■ Exercise instructions:
From the records below, find each line with the string "CurrentWeather" and copy it.

(Stored dataset items)
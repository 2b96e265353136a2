// src/agent/executor.rs

use crate::context::Context;
use crate::protocol::{ExecutionResults, Plan};
use crate::tools::ToolOutput;

/// Runs every step in list order. A failing step is recorded and the next
/// one still runs, so the result has exactly one entry per step.
pub fn execute_plan(context: &Context, plan: &Plan) -> ExecutionResults {
    let mut results = ExecutionResults::new();

    for step in &plan.steps {
        let Some(tool) = context.get_tool(&step.tool) else {
            log::warn!("Step {}: unknown tool '{}'", step.step_id, step.tool);
            results.record_error(step, format!("Unknown tool: {}", step.tool));
            continue;
        };

        log::info!("Step {}: running {} ({})", step.step_id, step.tool, step.action);
        match tool.execute(&step.params) {
            Ok(output) => {
                if let ToolOutput::Error { error } = &output {
                    log::warn!("Step {}: {}", step.step_id, error);
                }
                results.record_output(step, output);
            }
            Err(err) => {
                log::warn!("Step {} failed: {}", step.step_id, err);
                results.record_error(step, err.to_string());
            }
        }
    }

    results
}
// src/tools/weather.rs

use crate::config::Settings;
use crate::tools::{Params, Tool, ToolError, ToolOutput, WeatherReport, decode_params, http_client};
use serde::Deserialize;

pub const DEFAULT_CITY: &str = "Bangalore";

/// Current conditions from the OpenWeatherMap API.
pub struct WeatherTool {
    client: reqwest::blocking::Client,
    api_url: String,
    api_key: Option<String>,
}

impl WeatherTool {
    pub fn new(settings: &Settings) -> Result<Self, ToolError> {
        Ok(Self {
            client: http_client(settings.tool_timeout)?,
            api_url: settings.weather_api_url.trim_end_matches('/').to_string(),
            api_key: settings.weather_api_key.clone(),
        })
    }

    /// Any failure is returned as [`ToolOutput::Error`].
    pub fn get_weather(&self, city: &str) -> ToolOutput {
        match self.fetch(city) {
            Ok(response) => match project(city, response) {
                Some(report) => ToolOutput::Weather(report),
                None => ToolOutput::failure("Weather API error: response has no weather conditions"),
            },
            Err(err) => ToolOutput::failure(format!("Weather API error: {err}")),
        }
    }

    fn fetch(&self, city: &str) -> Result<CurrentWeather, reqwest::Error> {
        let url = format!("{}/weather", self.api_url);
        let api_key = self.api_key.as_deref().unwrap_or_default();

        self.client
            .get(&url)
            .query(&[("q", city), ("appid", api_key), ("units", "metric")])
            .send()?
            .error_for_status()?
            .json()
    }
}

#[derive(Deserialize)]
struct WeatherParams {
    #[serde(default = "default_city")]
    city: String,
}

fn default_city() -> String {
    DEFAULT_CITY.to_string()
}

impl Tool for WeatherTool {
    fn name(&self) -> &str {
        "weather"
    }

    fn description(&self) -> &str {
        "Get weather information for cities (queries like: \"Bangalore\", \"Delhi\", \"Mumbai\")"
    }

    fn execute(&self, params: &Params) -> Result<ToolOutput, ToolError> {
        let params: WeatherParams = decode_params(self.name(), params)?;
        Ok(self.get_weather(&params.city))
    }
}

#[derive(Deserialize)]
struct CurrentWeather {
    main: MainReadings,
    weather: Vec<Condition>,
    wind: Wind,
}

#[derive(Deserialize)]
struct MainReadings {
    temp: f64,
    feels_like: f64,
    humidity: i64,
}

#[derive(Deserialize)]
struct Condition {
    description: String,
}

#[derive(Deserialize)]
struct Wind {
    speed: f64,
}

fn project(city: &str, response: CurrentWeather) -> Option<WeatherReport> {
    let condition = response.weather.into_iter().next()?;
    Some(WeatherReport {
        city: city.to_string(),
        temperature: response.main.temp,
        feels_like: response.main.feels_like,
        condition: condition.description,
        humidity: response.main.humidity,
        wind_speed: response.wind.speed,
    })
}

■ Written solution:
    fn fetch(&self, city: &str) -> Result<CurrentWeather, reqwest::Error> {
struct CurrentWeather {
fn project(city: &str, response: CurrentWeather) -> Option<WeatherReport> {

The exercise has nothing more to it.